YOUR GOAL -
Type the entries again, word for word.
[TASK DATA Boundary: Start]
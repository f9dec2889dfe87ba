//! Project lifecycle HTTP handlers.
//!
//! This module implements the project-level API endpoints:
//! - POST /api/v1/projects - Create new project
//! - GET /api/v1/projects - List project names
//! - GET /api/v1/projects/:id - Get project metadata
//! - PUT /api/v1/projects/:id - Replace project metadata
//! - DELETE /api/v1/projects/:id - Delete project
//! - GET /api/v1/projects/:id/download - Download project as ZIP

use axum::{
    Json,
    extract::{Path, State},
    http::{StatusCode, header},
    response::IntoResponse,
};

use crate::{
    error::AppError, models::project::ProjectMetadata, services::project_service,
    state::AppState,
};

/// Create a new project.
///
/// # Endpoint
///
/// `POST /api/v1/projects`
///
/// # Request Body
///
/// A metadata document; only `project_id` is required, everything else
/// defaults to an empty project.
///
/// ```json
/// {
///   "project_id": "warta-basin",
///   "lat": 52.4,
///   "long": 16.9
/// }
/// ```
///
/// # Response
///
/// - **Success (201 Created)**: Returns the stored metadata
/// - **Error (409)**: A project with this id already exists
/// - **Error (400)**: The project id is not a valid directory name
pub async fn create_project(
    State(state): State<AppState>,
    Json(metadata): Json<ProjectMetadata>,
) -> Result<impl IntoResponse, AppError> {
    let metadata = project_service::create(state.dao.as_ref(), metadata).await?;
    Ok((StatusCode::CREATED, Json(metadata)))
}

/// List the names of all stored projects, sorted.
///
/// # Endpoint
///
/// `GET /api/v1/projects`
///
/// # Response (200 OK)
///
/// ```json
/// ["warta-basin", "vistula-delta"]
/// ```
pub async fn list_projects(
    State(state): State<AppState>,
) -> Result<Json<Vec<String>>, AppError> {
    let names = project_service::get_all_project_names(state.dao.as_ref()).await?;
    Ok(Json(names))
}

/// Get a project's metadata document.
///
/// # Response
///
/// - **Success (200 OK)**: The metadata document
/// - **Error (404)**: No project with this id
pub async fn get_project(
    State(state): State<AppState>,
    Path(project_id): Path<String>,
) -> Result<Json<ProjectMetadata>, AppError> {
    let metadata = project_service::get(state.dao.as_ref(), &project_id).await?;
    Ok(Json(metadata))
}

/// Replace a project's metadata document.
///
/// The id in the URL wins over the one in the body, so a renamed body cannot
/// move the document to another project.
///
/// # Response
///
/// - **Success (200 OK)**: The stored metadata
/// - **Error (404)**: No project with this id
pub async fn update_project(
    State(state): State<AppState>,
    Path(project_id): Path<String>,
    Json(metadata): Json<ProjectMetadata>,
) -> Result<Json<ProjectMetadata>, AppError> {
    let metadata =
        project_service::save_or_update_metadata(state.dao.as_ref(), &project_id, metadata).await?;
    Ok(Json(metadata))
}

/// Delete a project and everything stored under it.
///
/// # Response
///
/// - **Success (204 No Content)**
/// - **Error (404)**: No project with this id
pub async fn delete_project(
    State(state): State<AppState>,
    Path(project_id): Path<String>,
) -> Result<StatusCode, AppError> {
    project_service::delete(state.dao.as_ref(), &project_id).await?;
    Ok(StatusCode::NO_CONTENT)
}

/// Download a whole project as a ZIP archive.
///
/// # Endpoint
///
/// `GET /api/v1/projects/:id/download`
///
/// # Response
///
/// - **Success (200 OK)**: `application/zip` body with
///   `Content-Disposition: attachment; filename="<id>.zip"`
/// - **Error (404)**: No project with this id
pub async fn download_project(
    State(state): State<AppState>,
    Path(project_id): Path<String>,
) -> Result<impl IntoResponse, AppError> {
    let archive = project_service::download_project(state.dao.as_ref(), &project_id).await?;
    let headers = [
        (header::CONTENT_TYPE, "application/zip".to_string()),
        (
            header::CONTENT_DISPOSITION,
            format!("attachment; filename=\"{project_id}.zip\""),
        ),
    ];
    Ok((headers, archive))
}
[TASK DATA Boundary: End]
ANSWER AREA -
repository f9dec2889dfe87ba
//! Project lifecycle HTTP handlers.
//!
//! This module implements the project-level API endpoints:
//! - POST /api/v1/projects - Create new project
//! - GET /api/v1/projects - List project names
//! - GET /api/v1/projects/:id - Get project metadata
//! - PUT /api/v1/projects/:id - Replace project metadata
//! - DELETE /api/v1/projects/:id - Delete project
//! - GET /api/v1/projects/:id/download - Download project as ZIP

use axum::{
    Json,
    extract::{Path, State},
    http::{StatusCode, header},
    response::IntoResponse,
};

use crate::{
    error::AppError, models::project::ProjectMetadata, services::project_service,
    state::AppState,
};

/// Create a new project.
///
/// # Endpoint
///
/// `POST /api/v1/projects`
///
/// # Request Body
///
/// A metadata document; only `project_id` is required, everything else
/// defaults to an empty project.
///
/// ```json
/// {
///   "project_id": "warta-basin",
///   "lat": 52.4,
///   "long": 16.9
/// }
/// ```
///
/// # Response
///
/// - **Success (201 Created)**: Returns the stored metadata
/// - **Error (409)**: A project with this id already exists
/// - **Error (400)**: The project id is not a valid directory name
pub async fn create_project(
    State(state): State<AppState>,
    Json(metadata): Json<ProjectMetadata>,
) -> Result<impl IntoResponse, AppError> {
    let metadata = project_service::create(state.dao.as_ref(), metadata).await?;
    Ok((StatusCode::CREATED, Json(metadata)))
}

/// List the names of all stored projects, sorted.
///
/// # Endpoint
///
/// `GET /api/v1/projects`
///
/// # Response (200 OK)
///
/// ```json
/// ["warta-basin", "vistula-delta"]
/// ```
pub async fn list_projects(
    State(state): State<AppState>,
) -> Result<Json<Vec<String>>, AppError> {
    let names = project_service::get_all_project_names(state.dao.as_ref()).await?;
    Ok(Json(names))
}

/// Get a project's metadata document.
///
/// # Response
///
/// - **Success (200 OK)**: The metadata document
/// - **Error (404)**: No project with this id
pub async fn get_project(
    State(state): State<AppState>,
    Path(project_id): Path<String>,
) -> Result<Json<ProjectMetadata>, AppError> {
    let metadata = project_service::get(state.dao.as_ref(), &project_id).await?;
    Ok(Json(metadata))
}

/// Replace a project's metadata document.
///
/// The id in the URL wins over the one in the body, so a renamed body cannot
/// move the document to another project.
///
/// # Response
///
/// - **Success (200 OK)**: The stored metadata
/// - **Error (404)**: No project with this id
pub async fn update_project(
    State(state): State<AppState>,
    Path(project_id): Path<String>,
    Json(metadata): Json<ProjectMetadata>,
) -> Result<Json<ProjectMetadata>, AppError> {
    let metadata =
        project_service::save_or_update_metadata(state.dao.as_ref(), &project_id, metadata).await?;
    Ok(Json(metadata))
}

/// Delete a project and everything stored under it.
///
/// # Response
///
/// - **Success (204 No Content)**
/// - **Error (404)**: No project with this id
pub async fn delete_project(
    State(state): State<AppState>,
    Path(project_id): Path<String>,
) -> Result<StatusCode, AppError> {
    project_service::delete(state.dao.as_ref(), &project_id).await?;
    Ok(StatusCode::NO_CONTENT)
}

/// Download a whole project as a ZIP archive.
///
/// # Endpoint
///
/// `GET /api/v1/projects/:id/download`
///
/// # Response
///
/// - **Success (200 OK)**: `application/zip` body with
///   `Content-Disposition: attachment; filename="<id>.zip"`
/// - **Error (404)**: No project with this id
pub async fn download_project(
    State(state): State<AppState>,
    Path(project_id): Path<String>,
) -> Result<impl IntoResponse, AppError> {
    let archive = project_service::download_project(state.dao.as_ref(), &project_id).await?;
    let headers = [
        (header::CONTENT_TYPE, "application/zip".to_string()),
        (
            header::CONTENT_DISPOSITION,
            format!("attachment; filename=\"{project_id}.zip\""),
        ),
    ];
    Ok((headers, archive))
}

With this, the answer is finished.